Stored data entries:

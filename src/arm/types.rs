// Azure Resource Manager wire types for ARM Wizards
//
// This module defines the payload shapes exchanged with the management plane:
// paginated listings, resource group and location entities, and the error
// envelope ARM wraps failures in.

use serde::{Deserialize, Serialize};
use std::collections::HashMap;

/// One page of a cursor-paginated ARM listing.
///
/// ARM listing endpoints return their items under `value` together with an
/// optional absolute `nextLink` URL pointing at the next page.
#[derive(Debug, Clone, PartialEq, Serialize, Deserialize)]
#[serde(bound(deserialize = "T: Deserialize<'de>"))]
pub struct Page<T> {
    /// Items on this page, in API order
    #[serde(default)]
    pub value: Vec<T>,
    /// Continuation URL for the next page, absent on the last page
    #[serde(rename = "nextLink", default, skip_serializing_if = "Option::is_none")]
    pub next_link: Option<String>,
}

impl<T> Page<T> {
    /// Create a final page with no continuation
    pub fn new(value: Vec<T>) -> Self {
        Self {
            value,
            next_link: None,
        }
    }

    /// Create a page that continues at the given link
    pub fn with_next_link(value: Vec<T>, next_link: impl Into<String>) -> Self {
        Self {
            value,
            next_link: Some(next_link.into()),
        }
    }
}

/// A resource group as returned by the management plane
#[derive(Debug, Clone, PartialEq, Serialize, Deserialize)]
pub struct ResourceGroupSummary {
    /// Fully qualified resource ID
    pub id: String,
    /// Group name, unique within a subscription under case-insensitive comparison
    pub name: String,
    /// Azure location the group lives in
    pub location: String,
    /// Resource tags
    #[serde(default, skip_serializing_if = "Option::is_none")]
    pub tags: Option<HashMap<String, String>>,
    /// Server-side properties
    #[serde(default, skip_serializing_if = "Option::is_none")]
    pub properties: Option<ResourceGroupProperties>,
}

/// Server-side resource group properties
#[derive(Debug, Clone, PartialEq, Serialize, Deserialize)]
#[serde(rename_all = "camelCase")]
pub struct ResourceGroupProperties {
    /// Provisioning state reported by ARM (e.g. "Succeeded")
    #[serde(default, skip_serializing_if = "Option::is_none")]
    pub provisioning_state: Option<String>,
}

/// An Azure location available to a subscription
#[derive(Debug, Clone, PartialEq, Serialize, Deserialize)]
#[serde(rename_all = "camelCase")]
pub struct LocationSummary {
    /// Fully qualified location ID
    pub id: String,
    /// Canonical location name (e.g. "eastus")
    pub name: String,
    /// Human-readable name (e.g. "East US")
    pub display_name: String,
}

/// Error envelope returned by ARM on non-success responses
#[derive(Debug, Clone, PartialEq, Serialize, Deserialize)]
pub struct ArmErrorResponse {
    /// The wrapped error detail
    pub error: ArmErrorDetail,
}

/// Code and message inside the ARM error envelope
#[derive(Debug, Clone, PartialEq, Serialize, Deserialize)]
pub struct ArmErrorDetail {
    /// Machine-readable error code (e.g. "ResourceGroupNotFound")
    pub code: String,
    /// Human-readable description
    pub message: String,
}

#[cfg(test)]
mod tests {
    use super::*;

    #[test]
    fn test_page_deserializes_next_link() {
        let json = r#"{"value":[{"id":"/subscriptions/s/resourceGroups/rg-a","name":"rg-a","location":"eastus"}],"nextLink":"https://management.azure.com/next"}"#;
        let page: Page<ResourceGroupSummary> = serde_json::from_str(json).unwrap();
        assert_eq!(page.value.len(), 1);
        assert_eq!(page.value[0].name, "rg-a");
        assert_eq!(page.next_link.as_deref(), Some("https://management.azure.com/next"));
    }

    #[test]
    fn test_page_tolerates_missing_fields() {
        let page: Page<ResourceGroupSummary> = serde_json::from_str("{}").unwrap();
        assert!(page.value.is_empty());
        assert!(page.next_link.is_none());
    }

    #[test]
    fn test_location_summary_camel_case() {
        let json = r#"{"id":"/subscriptions/s/locations/eastus","name":"eastus","displayName":"East US"}"#;
        let location: LocationSummary = serde_json::from_str(json).unwrap();
        assert_eq!(location.display_name, "East US");
    }

    #[test]
    fn test_error_envelope() {
        let json = r#"{"error":{"code":"AuthorizationFailed","message":"The client does not have authorization"}}"#;
        let envelope: ArmErrorResponse = serde_json::from_str(json).unwrap();
        assert_eq!(envelope.error.code, "AuthorizationFailed");
    }
}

TASK REQUIREMENTS:
Without omitting anything, set down all the entries above again.

RESULT OF THIS TASK:
filename src/arm/types.rs
// Azure Resource Manager wire types for ARM Wizards
//
// This module defines the payload shapes exchanged with the management plane:
// paginated listings, resource group and location entities, and the error
// envelope ARM wraps failures in.

use serde::{Deserialize, Serialize};
use std::collections::HashMap;

/// One page of a cursor-paginated ARM listing.
///
/// ARM listing endpoints return their items under `value` together with an
/// optional absolute `nextLink` URL pointing at the next page.
#[derive(Debug, Clone, PartialEq, Serialize, Deserialize)]
#[serde(bound(deserialize = "T: Deserialize<'de>"))]
pub struct Page<T> {
    /// Items on this page, in API order
    #[serde(default)]
    pub value: Vec<T>,
    /// Continuation URL for the next page, absent on the last page
    #[serde(rename = "nextLink", default, skip_serializing_if = "Option::is_none")]
    pub next_link: Option<String>,
}

impl<T> Page<T> {
    /// Create a final page with no continuation
    pub fn new(value: Vec<T>) -> Self {
        Self {
            value,
            next_link: None,
        }
    }

    /// Create a page that continues at the given link
    pub fn with_next_link(value: Vec<T>, next_link: impl Into<String>) -> Self {
        Self {
            value,
            next_link: Some(next_link.into()),
        }
    }
}

/// A resource group as returned by the management plane
#[derive(Debug, Clone, PartialEq, Serialize, Deserialize)]
pub struct ResourceGroupSummary {
    /// Fully qualified resource ID
    pub id: String,
    /// Group name, unique within a subscription under case-insensitive comparison
    pub name: String,
    /// Azure location the group lives in
    pub location: String,
    /// Resource tags
    #[serde(default, skip_serializing_if = "Option::is_none")]
    pub tags: Option<HashMap<String, String>>,
    /// Server-side properties
    #[serde(default, skip_serializing_if = "Option::is_none")]
    pub properties: Option<ResourceGroupProperties>,
}

/// Server-side resource group properties
#[derive(Debug, Clone, PartialEq, Serialize, Deserialize)]
#[serde(rename_all = "camelCase")]
pub struct ResourceGroupProperties {
    /// Provisioning state reported by ARM (e.g. "Succeeded")
    #[serde(default, skip_serializing_if = "Option::is_none")]
    pub provisioning_state: Option<String>,
}

/// An Azure location available to a subscription
#[derive(Debug, Clone, PartialEq, Serialize, Deserialize)]
#[serde(rename_all = "camelCase")]
pub struct LocationSummary {
    /// Fully qualified location ID
    pub id: String,
    /// Canonical location name (e.g. "eastus")
    pub name: String,
    /// Human-readable name (e.g. "East US")
    pub display_name: String,
}

/// Error envelope returned by ARM on non-success responses
#[derive(Debug, Clone, PartialEq, Serialize, Deserialize)]
pub struct ArmErrorResponse {
    /// The wrapped error detail
    pub error: ArmErrorDetail,
}

/// Code and message inside the ARM error envelope
#[derive(Debug, Clone, PartialEq, Serialize, Deserialize)]
pub struct ArmErrorDetail {
    /// Machine-readable error code (e.g. "ResourceGroupNotFound")
    pub code: String,
    /// Human-readable description
    pub message: String,
}

#[cfg(test)]
mod tests {
    use super::*;

    #[test]
    fn test_page_deserializes_next_link() {
        let json = r#"{"value":[{"id":"/subscriptions/s/resourceGroups/rg-a","name":"rg-a","location":"eastus"}],"nextLink":"https://management.azure.com/next"}"#;
        let page: Page<ResourceGroupSummary> = serde_json::from_str(json).unwrap();
        assert_eq!(page.value.len(), 1);
        assert_eq!(page.value[0].name, "rg-a");
        assert_eq!(page.next_link.as_deref(), Some("https://management.azure.com/next"));
    }

    #[test]
    fn test_page_tolerates_missing_fields() {
        let page: Page<ResourceGroupSummary> = serde_json::from_str("{}").unwrap();
        assert!(page.value.is_empty());
        assert!(page.next_link.is_none());
    }

    #[test]
    fn test_location_summary_camel_case() {
        let json = r#"{"id":"/subscriptions/s/locations/eastus","name":"eastus","displayName":"East US"}"#;
        let location: LocationSummary = serde_json::from_str(json).unwrap();
        assert_eq!(location.display_name, "East US");
    }

    #[test]
    fn test_error_envelope() {
        let json = r#"{"error":{"code":"AuthorizationFailed","message":"The client does not have authorization"}}"#;
        let envelope: ArmErrorResponse = serde_json::from_str(json).unwrap();
        assert_eq!(envelope.error.code, "AuthorizationFailed");
    }
}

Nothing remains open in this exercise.